Si miras por la ventana, y tienes la suerte de vivir frente a un parque, o un espacio mínimamente abierto, es probable que puedas observar el cielo en mayor o menor distancia. Aquí no nos importa si llueve, está nublado o hace sol; sólo hay que tener disponible el firmamento para nosotros. Es en esos momentos en los que se produce una atracción cuasi mística, en los que por procrastinación o inexactitud, nuestros ojos quedan fijos en una esfera que se arrastra lenta pero imperturbable. Y cuando estamos enganchados a la invisible corriente, poco o nada nos puede sacar de ese simple y a la vez abisal estado.
¿Y por qué? ¿Por qué ante el crepitar de una llama, el romper de un salto de agua o el vaivén del follaje nos quedamos embelesados en un estado tan catatónico? Puede que sea por la inalterabilidad de su movimiento, por lo hipnótico y ancestral de su desplazamiento oscilatorio, por la pequeñez que nos adjudica como meros espectadores, o por mil razones más. Sin embargo, a mí me gusta (pero me inquieta) pensar que es debido a una irrefrenable tendencia a querer conocer el futuro. Es posible que nuestra cabeza caiga en un pozo de dimensiones bíblicas al intentar conocer, consciente o subconscientemente, qué pasará. Como si intentáramos escudriñar algún tipo de cambio en la linealidad del azul del cielo, como si sospecháramos de lo imposible de tan perfecto orden (o caos), esperando que en algún momento se trastabille su maquinaria y nos podamos reafirmar en nuestro libre albedrío.

En el tiempo que llevo escribiendo estas líneas, su tono y su actitud han cambiado: al empezar se mostraba azul, exhibiendo un sol de justicia, y ahora su humor está completamente nublado. Y a pesar de que he estado observando en todo momento una alteración en su estado, no lo he visto venir. O sí, pero no he querido ser consciente de su cambio.
¿Y mañana? Mañana despertaremos en algún punto de nuestra existencia, encuadrada por un huso horario y la suma de un sistema de mediciones de fechas acumulativas. Y lo que ayer pensamos, hoy es. Evidentemente, entre legañas y una sábana hecha kebab, no estamos para darle las gracias a Stephen Hawking por aclararnos que el sentido más estricto de nuestra existencia es el tiempo. Pero aún con esas, sí alcanzamos a angustiarnos por todo lo que tenemos, debemos, queremos o podemos hacer y todavía no hemos hecho.
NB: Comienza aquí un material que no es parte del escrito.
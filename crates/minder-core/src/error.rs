//! Error taxonomy for todo operations.
//!
//! Three disjoint classes: validation failures (raised before any store
//! access), not-found (an id that matches no row), and opaque store
//! failures. Frontends map these to 422, 404, and 500 respectively.

use thiserror::Error;
use uuid::Uuid;

/// Input validation failure for a todo name.
#[derive(Debug, Clone, PartialEq, Eq, Error)]
pub enum ValidationError {
    #[error("name must not be empty")]
    EmptyName,
    #[error("name is {len} characters long (maximum is {max})", max = crate::todo::NAME_MAX_CHARS)]
    NameTooLong { len: usize },
}

/// Any failure a todo operation can produce.
#[derive(Debug, Error)]
pub enum TodoError {
    #[error("invalid input: {0}")]
    Validation(#[from] ValidationError),

    #[error("todo {0} not found")]
    NotFound(Uuid),

    #[error(transparent)]
    Store(#[from] anyhow::Error),
}

impl TodoError {
    /// True when this error is the distinct not-found outcome.
    pub fn is_not_found(&self) -> bool {
        matches!(self, Self::NotFound(_))
    }
}
//! `minder serve` command: the server-rendered web app.
//!
//! Page loads and form submissions drive everything: the list page posts
//! forms for create/rename/toggle and redirects back to `/`, while delete
//! returns a structured JSON outcome so the list view can refresh in place.

use std::net::SocketAddr;

use anyhow::Result;
use axum::extract::{Form, Path, State};
use axum::http::StatusCode;
use axum::response::{Html, IntoResponse, Redirect};
use axum::routing::{get, post};
use axum::{Json, Router};
use serde::Deserialize;
use sqlx::PgPool;
use tower_http::cors::CorsLayer;
use uuid::Uuid;

use minder_core::error::TodoError;
use minder_core::todo::service;
use minder_core::todo::{CompletionCounts, CreateTodo, DeleteOutcome, UpdateTodo};
use minder_db::models::Todo;

// ---------------------------------------------------------------------------
// Error type
// ---------------------------------------------------------------------------

pub struct AppError {
    status: StatusCode,
    message: String,
}

impl AppError {
    pub fn not_found(msg: impl Into<String>) -> Self {
        Self {
            status: StatusCode::NOT_FOUND,
            message: msg.into(),
        }
    }

    pub fn internal(err: anyhow::Error) -> Self {
        Self {
            status: StatusCode::INTERNAL_SERVER_ERROR,
            message: format!("{err:#}"),
        }
    }
}

impl From<TodoError> for AppError {
    fn from(err: TodoError) -> Self {
        match err {
            TodoError::Validation(e) => Self {
                status: StatusCode::UNPROCESSABLE_ENTITY,
                message: e.to_string(),
            },
            TodoError::NotFound(id) => Self::not_found(format!("todo {id} not found")),
            TodoError::Store(e) => Self::internal(e),
        }
    }
}

impl IntoResponse for AppError {
    fn into_response(self) -> axum::response::Response {
        let body = serde_json::json!({ "error": self.message });
        (self.status, Json(body)).into_response()
    }
}

// ---------------------------------------------------------------------------
// Form types
// ---------------------------------------------------------------------------

#[derive(Debug, Deserialize)]
struct CreateForm {
    name: String,
}

#[derive(Debug, Deserialize)]
struct RenameForm {
    name: String,
}

#[derive(Debug, Deserialize)]
struct ToggleForm {
    complete: bool,
}

// ---------------------------------------------------------------------------
// Router
// ---------------------------------------------------------------------------

pub fn build_router(pool: PgPool) -> Router {
    Router::new()
        .route("/", get(index))
        .route("/api/todos", get(list_todos_handler))
        .route("/todos", post(create_todo_handler))
        .route("/todos/{id}/edit", get(edit_page))
        .route("/todos/{id}", post(rename_todo_handler))
        .route("/todos/{id}/toggle", post(toggle_todo_handler))
        .route("/todos/{id}/delete", post(delete_todo_handler))
        .layer(CorsLayer::permissive())
        .with_state(pool)
}

// ---------------------------------------------------------------------------
// Entry point
// ---------------------------------------------------------------------------

pub async fn run_serve(pool: PgPool, bind: &str, port: u16) -> Result<()> {
    let app = build_router(pool);
    let addr: SocketAddr = format!("{bind}:{port}").parse()?;
    tracing::info!("minder serve listening on http://{addr}");
    let listener = tokio::net::TcpListener::bind(addr).await?;
    axum::serve(listener, app)
        .with_graceful_shutdown(shutdown_signal())
        .await?;
    tracing::info!("minder serve shut down");
    Ok(())
}

async fn shutdown_signal() {
    tokio::signal::ctrl_c()
        .await
        .expect("failed to install Ctrl+C handler");
}

// ---------------------------------------------------------------------------
// HTML rendering
// ---------------------------------------------------------------------------

/// Escape text for interpolation into HTML body or attribute positions.
fn escape_html(s: &str) -> String {
    let mut out = String::with_capacity(s.len());
    for c in s.chars() {
        match c {
            '&' => out.push_str("&amp;"),
            '<' => out.push_str("&lt;"),
            '>' => out.push_str("&gt;"),
            '"' => out.push_str("&quot;"),
            '\'' => out.push_str("&#39;"),
            _ => out.push(c),
        }
    }
    out
}

fn render_row(todo: &Todo) -> String {
    let name = escape_html(&todo.name);
    let mark = if todo.is_complete { "[x]" } else { "[ ]" };
    // The toggle form posts the desired state, the opposite of the current one.
    let next = !todo.is_complete;
    format!(
        "<tr>\
<td><form method=\"post\" action=\"/todos/{id}/toggle\">\
<input type=\"hidden\" name=\"complete\" value=\"{next}\">\
<button type=\"submit\" aria-label=\"toggle\">{mark}</button></form></td>\
<td><a href=\"/todos/{id}/edit\">{name}</a></td>\
<td>{created}</td>\
<td><button onclick=\"deleteTodo('{id}')\">Delete</button></td>\
</tr>",
        id = todo.id,
        created = todo.created_at.format("%Y-%m-%d %H:%M UTC"),
    )
}

fn render_index(todos: &[Todo]) -> String {
    let counts = CompletionCounts::of(todos);
    let badge = if counts.total > 0 {
        format!(
            "<p><em>{} of {} completed</em></p>",
            counts.completed, counts.total
        )
    } else {
        String::new()
    };

    let rows = if todos.is_empty() {
        "<tr><td colspan=\"4\">No todos yet.</td></tr>".to_string()
    } else {
        todos.iter().map(render_row).collect::<Vec<_>>().join("\n")
    };

    format!(
        "<!DOCTYPE html>\
<html><head><title>minder</title></head><body>\
<h1>Todo List</h1>\
{badge}\
<form method=\"post\" action=\"/todos\">\
<input name=\"name\" placeholder=\"Enter your todo...\" aria-label=\"Name\" autofocus>\
<button type=\"submit\">Add</button></form>\
<table><tr><th></th><th>Name</th><th>Created</th><th></th></tr>{rows}</table>\
<script>\
async function deleteTodo(id) {{\
  await fetch('/todos/' + id + '/delete', {{ method: 'POST' }});\
  window.location.reload();\
}}\
</script>\
</body></html>"
    )
}

fn render_edit(todo: &Todo) -> String {
    let name = escape_html(&todo.name);
    format!(
        "<!DOCTYPE html>\
<html><head><title>minder - edit</title></head><body>\
<p><a href=\"/\">&larr; Todo List</a></p>\
<h1>Edit Todo</h1>\
<form method=\"post\" action=\"/todos/{id}\">\
<input name=\"name\" value=\"{name}\" aria-label=\"Name\" autofocus>\
<button type=\"submit\">Save</button></form>\
</body></html>",
        id = todo.id,
    )
}

// ---------------------------------------------------------------------------
// Handlers
// ---------------------------------------------------------------------------

async fn index(State(pool): State<PgPool>) -> Result<Html<String>, AppError> {
    let todos = service::list_todos(&pool).await?;
    Ok(Html(render_index(&todos)))
}

async fn list_todos_handler(State(pool): State<PgPool>) -> Result<Json<Vec<Todo>>, AppError> {
    let todos = service::list_todos(&pool).await?;
    Ok(Json(todos))
}

async fn create_todo_handler(
    State(pool): State<PgPool>,
    Form(form): Form<CreateForm>,
) -> Result<Redirect, AppError> {
    service::create_todo(&pool, CreateTodo { name: form.name }).await?;
    Ok(Redirect::to("/"))
}

async fn edit_page(
    State(pool): State<PgPool>,
    Path(id): Path<Uuid>,
) -> Result<Html<String>, AppError> {
    let todo = service::get_todo(&pool, id).await?;
    Ok(Html(render_edit(&todo)))
}

async fn rename_todo_handler(
    State(pool): State<PgPool>,
    Path(id): Path<Uuid>,
    Form(form): Form<RenameForm>,
) -> Result<Redirect, AppError> {
    service::update_todo(&pool, UpdateTodo { id, name: form.name }).await?;
    Ok(Redirect::to("/"))
}

async fn toggle_todo_handler(
    State(pool): State<PgPool>,
    Path(id): Path<Uuid>,
    Form(form): Form<ToggleForm>,
) -> Result<Redirect, AppError> {
    service::set_complete(&pool, id, form.complete).await?;
    Ok(Redirect::to("/"))
}

async fn delete_todo_handler(
    State(pool): State<PgPool>,
    Path(id): Path<Uuid>,
) -> Result<Json<DeleteOutcome>, AppError> {
    let outcome = service::delete_todo(&pool, id).await?;
    Ok(Json(outcome))
}

// ---------------------------------------------------------------------------
// Tests
// ---------------------------------------------------------------------------
//! BMP file and info headers
//!
//! Both headers are read back to back from offset 0, little-endian, with no
//! validation beyond getting the full 54 bytes.

use crate::error::{Error, Result};
use byteorder::{LittleEndian, ReadBytesExt};
use std::io::{self, Read};

/// Size of the file header in bytes
pub const FILE_HEADER_SIZE: usize = 14;

/// Size of the BITMAPINFOHEADER in bytes
pub const INFO_HEADER_SIZE: usize = 40;

/// "BM" read as a little-endian u16
pub const BMP_SIGNATURE: u16 = 0x4D42;

/// The 14-byte header at the start of every bitmap file
#[derive(Debug, Clone, Copy, PartialEq, Eq)]
pub struct FileHeader {
    pub signature: u16,
    pub file_size: u32,
    pub reserved: u32,
    /// Absolute offset of the pixel data
    pub data_offset: u32,
}

/// The 40-byte info header that follows the file header
#[derive(Debug, Clone, Copy, PartialEq, Eq)]
pub struct InfoHeader {
    pub size: u32,
    pub width: i32,
    /// Positive means rows are stored bottom-up
    pub height: i32,
    pub planes: u16,
    pub bit_count: u16,
    pub compression: u32,
    pub image_size: u32,
    pub x_pixels_per_m: u32,
    pub y_pixels_per_m: u32,
    pub colors_used: u32,
    pub important_colors: u32,
}

/// One color table entry, in on-disk order
///
/// Only indexed-color bitmaps carry a color table; the 24-bit path never
/// reads one.
#[derive(Debug, Clone, Copy, PartialEq, Eq, Default)]
pub struct PaletteEntry {
    pub blue: u8,
    pub green: u8,
    pub red: u8,
    pub reserved: u8,
}

impl FileHeader {
    fn read_from<R: Read>(reader: &mut R) -> io::Result<Self> {
        Ok(Self {
            signature: reader.read_u16::<LittleEndian>()?,
            file_size: reader.read_u32::<LittleEndian>()?,
            reserved: reader.read_u32::<LittleEndian>()?,
            data_offset: reader.read_u32::<LittleEndian>()?,
        })
    }

    /// Whether the magic is "BM". Decoding does not depend on this.
    pub fn has_signature(&self) -> bool {
        self.signature == BMP_SIGNATURE
    }
}

impl InfoHeader {
    fn read_from<R: Read>(reader: &mut R) -> io::Result<Self> {
        Ok(Self {
            size: reader.read_u32::<LittleEndian>()?,
            width: reader.read_i32::<LittleEndian>()?,
            height: reader.read_i32::<LittleEndian>()?,
            planes: reader.read_u16::<LittleEndian>()?,
            bit_count: reader.read_u16::<LittleEndian>()?,
            compression: reader.read_u32::<LittleEndian>()?,
            image_size: reader.read_u32::<LittleEndian>()?,
            x_pixels_per_m: reader.read_u32::<LittleEndian>()?,
            y_pixels_per_m: reader.read_u32::<LittleEndian>()?,
            colors_used: reader.read_u32::<LittleEndian>()?,
            important_colors: reader.read_u32::<LittleEndian>()?,
        })
    }
}

/// Read the file header and info header from a stream positioned at offset 0
///
/// # Errors
/// `Error::HeaderRead` if the stream ends before 54 bytes or the read fails.
pub fn read_headers<R: Read>(reader: &mut R) -> Result<(FileHeader, InfoHeader)> {
    let file_header = FileHeader::read_from(reader).map_err(Error::HeaderRead)?;
    let info_header = InfoHeader::read_from(reader).map_err(Error::HeaderRead)?;

    if !file_header.has_signature() {
        log::warn!(
            "unexpected bitmap signature {:#06x}, decoding anyway",
            file_header.signature
        );
    }
    log::debug!(
        "decoded headers: {}x{} at {} bpp, compression {}, pixel data at {}",
        info_header.width,
        info_header.height,
        info_header.bit_count,
        info_header.compression,
        file_header.data_offset
    );

    Ok((file_header, info_header))
}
Y es curioso, porque al igual que podemos ver como el cielo se nubla y llegar internamente a una conclusión de finitud en su estado, cuando llega ese estado final o ese momento, nos sorprende. Podría deducirse que, de tan inteligentes, somos estúpidos. Pero no estúpidos por saber que ese momento va a llegar y nos pillará con las mismas, no; estúpidos por confundir la potencia con el acto, y creer que conviven en el mismo pensamiento (Ojo, no es lo mismo que saber que el propio acto es en sí potencia para nuestro pasado).
No somos más libres por enarbolar un sentimiento de indiferencia hacia todo lo que nos pueda afectar, ni tampoco por denostar contra toda opinión que vaya en contra de nuestro credo (si se tiene). Somos libres cuando el futuro es ahora, y no cuando «el ahora» es uno de los múltiples futuros. Porque si el sentido es el tiempo, ¿qué sentido tiene enganchar el acto en una potencia que nunca va a llegar y que siempre se posicionará delante de nosotros?
Puede que la mejor forma de buscar la libertad no sea desgañitarse por lo que seremos, sino por empezar siendo lo que ahora somos.